Exercise requirements:
Going through the lines below, tally those that include "ChangeChannel", and give only the number.

Extracted records:
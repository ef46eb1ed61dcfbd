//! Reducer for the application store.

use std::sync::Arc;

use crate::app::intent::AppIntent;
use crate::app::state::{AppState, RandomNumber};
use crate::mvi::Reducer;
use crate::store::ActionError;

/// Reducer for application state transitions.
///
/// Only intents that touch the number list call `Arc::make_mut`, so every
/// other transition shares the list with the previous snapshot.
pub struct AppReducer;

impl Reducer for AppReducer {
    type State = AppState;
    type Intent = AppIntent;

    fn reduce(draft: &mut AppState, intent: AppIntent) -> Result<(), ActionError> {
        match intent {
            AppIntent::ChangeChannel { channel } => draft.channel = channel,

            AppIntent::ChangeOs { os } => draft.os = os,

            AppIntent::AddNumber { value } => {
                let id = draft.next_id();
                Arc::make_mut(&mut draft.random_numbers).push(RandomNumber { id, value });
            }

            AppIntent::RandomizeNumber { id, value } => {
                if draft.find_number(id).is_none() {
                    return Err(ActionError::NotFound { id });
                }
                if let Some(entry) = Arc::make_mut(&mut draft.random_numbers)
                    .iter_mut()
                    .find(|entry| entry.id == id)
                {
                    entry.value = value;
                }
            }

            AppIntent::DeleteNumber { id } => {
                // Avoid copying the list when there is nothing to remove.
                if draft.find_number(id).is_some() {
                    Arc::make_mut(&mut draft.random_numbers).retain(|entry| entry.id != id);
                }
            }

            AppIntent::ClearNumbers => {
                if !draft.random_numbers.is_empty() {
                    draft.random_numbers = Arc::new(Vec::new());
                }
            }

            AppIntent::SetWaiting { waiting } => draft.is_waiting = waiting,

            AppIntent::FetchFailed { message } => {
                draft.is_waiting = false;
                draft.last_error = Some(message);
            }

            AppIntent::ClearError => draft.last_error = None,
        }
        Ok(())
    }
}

* * *

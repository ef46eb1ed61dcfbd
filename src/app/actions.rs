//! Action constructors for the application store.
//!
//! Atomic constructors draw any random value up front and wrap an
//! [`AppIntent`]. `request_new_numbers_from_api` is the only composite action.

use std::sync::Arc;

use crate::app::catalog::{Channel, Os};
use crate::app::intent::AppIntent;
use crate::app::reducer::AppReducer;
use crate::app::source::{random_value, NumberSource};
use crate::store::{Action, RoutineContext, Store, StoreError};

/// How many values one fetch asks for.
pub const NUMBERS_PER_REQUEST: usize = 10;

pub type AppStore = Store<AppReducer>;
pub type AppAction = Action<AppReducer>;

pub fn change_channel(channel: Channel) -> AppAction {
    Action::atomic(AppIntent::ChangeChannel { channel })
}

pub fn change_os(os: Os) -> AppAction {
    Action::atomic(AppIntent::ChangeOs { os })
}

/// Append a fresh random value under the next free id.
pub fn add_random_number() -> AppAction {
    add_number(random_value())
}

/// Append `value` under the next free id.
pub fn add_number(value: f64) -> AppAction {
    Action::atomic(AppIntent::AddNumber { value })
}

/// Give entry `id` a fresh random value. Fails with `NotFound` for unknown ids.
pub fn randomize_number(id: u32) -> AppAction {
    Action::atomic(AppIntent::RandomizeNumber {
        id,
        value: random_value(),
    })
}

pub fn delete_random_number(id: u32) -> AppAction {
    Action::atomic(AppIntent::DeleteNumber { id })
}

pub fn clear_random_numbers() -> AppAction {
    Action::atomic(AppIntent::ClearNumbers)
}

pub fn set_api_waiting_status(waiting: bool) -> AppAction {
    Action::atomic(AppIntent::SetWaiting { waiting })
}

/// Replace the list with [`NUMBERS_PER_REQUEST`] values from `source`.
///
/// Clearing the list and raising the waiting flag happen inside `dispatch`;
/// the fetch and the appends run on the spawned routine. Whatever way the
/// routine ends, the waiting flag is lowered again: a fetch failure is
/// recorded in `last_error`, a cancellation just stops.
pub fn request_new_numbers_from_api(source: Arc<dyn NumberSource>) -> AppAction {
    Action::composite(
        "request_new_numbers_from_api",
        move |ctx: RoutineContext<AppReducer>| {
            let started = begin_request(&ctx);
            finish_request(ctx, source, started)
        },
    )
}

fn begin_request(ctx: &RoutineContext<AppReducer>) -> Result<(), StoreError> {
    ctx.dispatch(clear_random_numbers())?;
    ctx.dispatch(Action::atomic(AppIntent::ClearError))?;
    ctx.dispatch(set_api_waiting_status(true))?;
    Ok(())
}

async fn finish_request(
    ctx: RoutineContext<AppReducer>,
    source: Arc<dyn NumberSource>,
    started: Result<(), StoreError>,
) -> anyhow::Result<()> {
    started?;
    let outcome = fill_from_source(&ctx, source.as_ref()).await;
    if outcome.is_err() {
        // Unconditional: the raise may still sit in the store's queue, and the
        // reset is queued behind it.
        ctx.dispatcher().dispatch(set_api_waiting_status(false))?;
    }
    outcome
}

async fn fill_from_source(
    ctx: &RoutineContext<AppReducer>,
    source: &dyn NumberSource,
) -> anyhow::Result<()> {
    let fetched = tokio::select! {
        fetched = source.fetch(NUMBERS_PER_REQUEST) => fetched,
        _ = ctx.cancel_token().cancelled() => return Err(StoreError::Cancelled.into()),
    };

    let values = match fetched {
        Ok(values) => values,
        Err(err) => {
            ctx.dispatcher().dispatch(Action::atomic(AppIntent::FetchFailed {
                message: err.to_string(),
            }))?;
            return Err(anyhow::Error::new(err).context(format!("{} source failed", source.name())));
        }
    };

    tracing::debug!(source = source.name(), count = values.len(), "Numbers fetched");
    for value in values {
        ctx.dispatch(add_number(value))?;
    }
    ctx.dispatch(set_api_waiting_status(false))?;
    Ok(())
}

Solved exercise:
2